How to Choose a Modular Sofa for an Australian Apartment

Buying a sofa for an apartment is a different problem from buying one for a house. The room is smaller. The access is tighter. The lift has a weight limit, and the hallway has a corner that nothing wider than 80cm will clear. Most sofas are designed for homes with wide front doors and open driveways. If you live in an apartment, you already know the feeling of measuring a doorway twice and still not being sure.
Access First, Aesthetics Second
The single biggest mistake apartment buyers make is choosing a sofa that fits the living room but not the building. A beautiful three-seater means nothing if it cannot get past the fire door on level four. Modular sofas solve this because each module arrives as a separate flat-packed box, engineered to fit through standard Australian apartment lifts and stairwells. The Comma by Seventeen Twenty-one is designed specifically around this constraint. Every box clears the minimum lift dimensions found in the vast majority of Sydney apartment buildings.
Start With What You Need, Not What You Want
In a house, you might buy a four-seater because the room can take it. In an apartment, you buy what the space actually requires right now and expand later. A 2-seater for a studio. A 3-seater when you move to a one-bedroom. An L-shape when you get the townhouse. The modular system means the investment carries forward. You never throw away the first sofa to buy the second. You just add to it.
This is why modular design is increasingly the default for apartment buyers across Sydney, Melbourne, and Brisbane.

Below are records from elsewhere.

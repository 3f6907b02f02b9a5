//! Read-side projections over tasks and the session log.
//!
//! Nothing here is cached; every figure is recomputed from its sources on
//! each call.

use std::collections::HashMap;

use serde::Serialize;

use crate::models::{DailyStat, Task, TaskId, TimerMode};
use crate::sessions::{round_minutes, SessionLog};

/// Accuracy values are capped at this percentage.
pub const MAX_ACCURACY: u32 = 200;

/// Inclusive bounds of the "good" accuracy band.
pub const GOOD_ACCURACY_RANGE: (u32, u32) = (80, 120);

/// How an estimate compared with the pomodoros actually spent.
///
/// The labels follow the accuracy ratio `estimated / completed`: a ratio
/// below the good band is reported as underestimated and above it as
/// overestimated.
#[derive(Debug, Clone, Copy, PartialEq, Eq, Serialize)]
#[serde(rename_all = "camelCase")]
pub enum AccuracyRating {
    Good,
    Underestimated,
    Overestimated,
}

impl AccuracyRating {
    pub fn from_accuracy(accuracy: u32) -> Self {
        let (low, high) = GOOD_ACCURACY_RANGE;
        if accuracy < low {
            Self::Underestimated
        } else if accuracy > high {
            Self::Overestimated
        } else {
            Self::Good
        }
    }

    pub fn label(self) -> &'static str {
        match self {
            Self::Good => "Good",
            Self::Underestimated => "Underestimated",
            Self::Overestimated => "Overestimated",
        }
    }
}

#[derive(Debug, Clone, PartialEq, Serialize)]
#[serde(rename_all = "camelCase")]
pub struct EstimateAccuracy {
    pub task_id: TaskId,
    pub title: String,
    pub estimated_pomodoros: u32,
    pub completed_pomodoros: u32,
    /// `estimated / completed` as a rounded percentage, capped at [`MAX_ACCURACY`].
    pub accuracy: u32,
    /// `completed - estimated`; positive means more pomodoros than planned.
    pub over_under: i64,
    pub rating: AccuracyRating,
}

/// Accuracy for a single task, or `None` when it is not completed or has no
/// pomodoros to compare against.
pub fn estimate_accuracy(task: &Task) -> Option<EstimateAccuracy> {
    if !task.is_completed() || task.completed_pomodoros == 0 {
        return None;
    }
    let estimated = f64::from(task.estimated_pomodoros);
    let completed = f64::from(task.completed_pomodoros);
    let accuracy = ((estimated / completed) * 100.0).round() as u32;
    let accuracy = accuracy.min(MAX_ACCURACY);

    Some(EstimateAccuracy {
        task_id: task.id,
        title: task.title.clone(),
        estimated_pomodoros: task.estimated_pomodoros,
        completed_pomodoros: task.completed_pomodoros,
        accuracy,
        over_under: i64::from(task.completed_pomodoros) - i64::from(task.estimated_pomodoros),
        rating: AccuracyRating::from_accuracy(accuracy),
    })
}

/// Accuracy for every eligible task, in task order.
pub fn estimate_accuracy_report(tasks: &[Task]) -> Vec<EstimateAccuracy> {
    tasks.iter().filter_map(estimate_accuracy).collect()
}

/// Mean accuracy over a report, rounded. `None` for an empty report.
pub fn average_accuracy(report: &[EstimateAccuracy]) -> Option<u32> {
    if report.is_empty() {
        return None;
    }
    let sum: u64 = report.iter().map(|r| u64::from(r.accuracy)).sum();
    Some((sum as f64 / report.len() as f64).round() as u32)
}

/// Totals over a window of daily stats.
#[derive(Debug, Clone, PartialEq, Serialize)]
#[serde(rename_all = "camelCase")]
pub struct InsightsSummary {
    pub days: u32,
    pub total_pomodoros: u32,
    pub total_work_minutes: u32,
    pub active_days: u32,
    /// Mean pomodoros over days with at least one, rounded to one decimal.
    pub average_per_active_day: f64,
    pub best_day: Option<DailyStat>,
    /// Consecutive days with work, counted back from the newest day.
    pub current_streak: u32,
}

/// Summarises stats ordered oldest first, as [`SessionLog::daily_stats`] returns them.
pub fn summarize(stats: &[DailyStat]) -> InsightsSummary {
    let total_pomodoros = stats.iter().map(|s| s.completed_pomodoros).sum();
    let total_work_minutes = stats.iter().map(|s| s.total_work_minutes).sum();
    let active_days = stats.iter().filter(|s| s.completed_pomodoros > 0).count() as u32;
    let average_per_active_day = if active_days > 0 {
        (f64::from(total_pomodoros) / f64::from(active_days) * 10.0).round() / 10.0
    } else {
        0.0
    };

    // Earliest day wins a tie.
    let best_day = stats
        .iter()
        .filter(|s| s.completed_pomodoros > 0)
        .fold(None::<&DailyStat>, |best, s| match best {
            Some(b) if b.completed_pomodoros >= s.completed_pomodoros => Some(b),
            _ => Some(s),
        })
        .cloned();

    let current_streak = stats
        .iter()
        .rev()
        .take_while(|s| s.completed_pomodoros > 0)
        .count() as u32;

    InsightsSummary {
        days: stats.len() as u32,
        total_pomodoros,
        total_work_minutes,
        active_days,
        average_per_active_day,
        best_day,
        current_streak,
    }
}

/// Minutes of completed focus time logged against each task.
pub fn focus_minutes_by_task(log: &SessionLog) -> HashMap<TaskId, u32> {
    let mut seconds: HashMap<TaskId, u64> = HashMap::new();
    for session in log.completed_work_sessions() {
        if let Some(task_id) = session.task_id {
            *seconds.entry(task_id).or_default() += u64::from(session.duration_seconds);
        }
    }
    seconds
        .into_iter()
        .map(|(id, secs)| (id, round_minutes(secs)))
        .collect()
}

/// Share of started work intervals that ran to completion, as a rounded
/// percentage. `None` when no work interval was recorded.
pub fn completion_rate(log: &SessionLog) -> Option<u32> {
    let work: Vec<_> = log
        .sessions()
        .iter()
        .filter(|s| s.mode == TimerMode::Work)
        .collect();
    if work.is_empty() {
        return None;
    }
    let completed = work.iter().filter(|s| s.was_completed).count();
    Some(((completed as f64 / work.len() as f64) * 100.0).round() as u32)
}

#[cfg(test)]
mod tests {
    use super::*;
    use crate::models::{SessionRecord, TaskStatus};
    use chrono::{DateTime, NaiveDate, TimeZone, Utc};
    use uuid::Uuid;

    fn at() -> DateTime<Utc> {
        Utc.with_ymd_and_hms(2024, 1, 1, 9, 0, 0).unwrap()
    }

    fn task(estimated: u32, completed: u32, status: TaskStatus) -> Task {
        Task {
            id: Uuid::new_v4(),
            title: "task".to_string(),
            description: String::new(),
            estimated_pomodoros: estimated,
            completed_pomodoros: completed,
            status,
            created_at: at(),
            completed_at: (status == TaskStatus::Completed).then(at),
            order: 0,
        }
    }

    fn day(d: u32, pomodoros: u32) -> DailyStat {
        DailyStat {
            date: NaiveDate::from_ymd_opt(2024, 1, d).unwrap(),
            completed_pomodoros: pomodoros,
            total_work_minutes: pomodoros * 25,
            tasks_completed: 0,
        }
    }

    #[test]
    fn test_accuracy_more_pomodoros_than_planned() {
        let result = estimate_accuracy(&task(4, 5, TaskStatus::Completed)).unwrap();
        assert_eq!(result.accuracy, 80);
        assert_eq!(result.over_under, 1);
        assert_eq!(result.rating, AccuracyRating::Good);
    }

    #[test]
    fn test_accuracy_is_capped() {
        let result = estimate_accuracy(&task(10, 1, TaskStatus::Completed)).unwrap();
        assert_eq!(result.accuracy, MAX_ACCURACY);
        assert_eq!(result.over_under, -9);
        assert_eq!(result.rating, AccuracyRating::Overestimated);
    }

    #[test]
    fn test_accuracy_rating_bands() {
        assert_eq!(AccuracyRating::from_accuracy(79), AccuracyRating::Underestimated);
        assert_eq!(AccuracyRating::from_accuracy(80), AccuracyRating::Good);
        assert_eq!(AccuracyRating::from_accuracy(120), AccuracyRating::Good);
        assert_eq!(AccuracyRating::from_accuracy(121), AccuracyRating::Overestimated);

        let result = estimate_accuracy(&task(2, 4, TaskStatus::Completed)).unwrap();
        assert_eq!(result.accuracy, 50);
        assert_eq!(result.rating, AccuracyRating::Underestimated);
        assert_eq!(result.rating.label(), "Underestimated");
    }

    #[test]
    fn test_accuracy_skips_ineligible_tasks() {
        assert!(estimate_accuracy(&task(3, 3, TaskStatus::InProgress)).is_none());
        assert!(estimate_accuracy(&task(3, 0, TaskStatus::Completed)).is_none());

        let tasks = vec![
            task(3, 3, TaskStatus::Completed),
            task(3, 2, TaskStatus::InProgress),
            task(2, 4, TaskStatus::Completed),
        ];
        let report = estimate_accuracy_report(&tasks);
        assert_eq!(report.len(), 2);
        assert_eq!(average_accuracy(&report), Some(75));
        assert_eq!(average_accuracy(&[]), None);
    }

    #[test]
    fn test_summarize_window() {
        let stats = vec![day(1, 3), day(2, 0), day(3, 5), day(4, 5), day(5, 2)];
        let summary = summarize(&stats);
        assert_eq!(summary.days, 5);
        assert_eq!(summary.total_pomodoros, 15);
        assert_eq!(summary.total_work_minutes, 375);
        assert_eq!(summary.active_days, 4);
        assert_eq!(summary.average_per_active_day, 3.8);
        assert_eq!(summary.best_day, Some(day(3, 5)));
        assert_eq!(summary.current_streak, 3);
    }

    #[test]
    fn test_summarize_empty_and_idle_today() {
        let summary = summarize(&[]);
        assert_eq!(summary.total_pomodoros, 0);
        assert_eq!(summary.best_day, None);
        assert_eq!(summary.average_per_active_day, 0.0);

        let summary = summarize(&[day(1, 4), day(2, 0)]);
        assert_eq!(summary.current_streak, 0);
    }

    #[test]
    fn test_focus_minutes_and_completion_rate() {
        let mut log = SessionLog::new();
        let task_id = Uuid::new_v4();
        let record = |mode, task_id, duration_seconds, was_completed| SessionRecord {
            mode,
            task_id,
            started_at: at(),
            completed_at: None,
            duration_seconds,
            was_completed,
        };
        log.add_session(record(TimerMode::Work, Some(task_id), 1500, true));
        log.add_session(record(TimerMode::Work, Some(task_id), 1500, true));
        log.add_session(record(TimerMode::Work, Some(task_id), 700, false));
        log.add_session(record(TimerMode::ShortBreak, None, 300, true));

        let minutes = focus_minutes_by_task(&log);
        assert_eq!(minutes.get(&task_id), Some(&50));
        assert_eq!(completion_rate(&log), Some(67));
        assert_eq!(completion_rate(&SessionLog::new()), None);
    }
}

The flexibility to scale up without replacing the whole piece changes the economics entirely.

Dimensions That Actually Matter
Seat height, seat depth, and backrest height matter more in an apartment than in a house because the sofa is proportionally larger relative to the room. A seat depth of 64cm is deep enough to curl up, but not so deep that it swallows the floor space behind it. A backrest of 72cm provides full shoulder support without towering over the room and blocking sight lines. The Comma specifications are engineered around these proportions because the sofa was designed for apartments first, not adapted for them after the fact.
Sustainability Is Not Optional for Apartment Buyers
Apartment dwellers tend to be younger, more environmentally conscious, and more likely to research materials before purchasing. This is not a marketing assumption. It is reflected in every survey of Australian furniture buying behaviour over the past five years. FSC-certified timber, OEKO-TEX-certified fabric, and biodegradable foam are not bonus features. For this buyer, these are baseline expectations. The brands that meet them transparently will win the apartment market. The ones that do not will lose it to those who do.
The apartment sofa market in Australia is underserved by brands that design for houses and hope apartments will follow. The smarter approach is to design for the constraint first and let the product work everywhere. That is what modular was built for.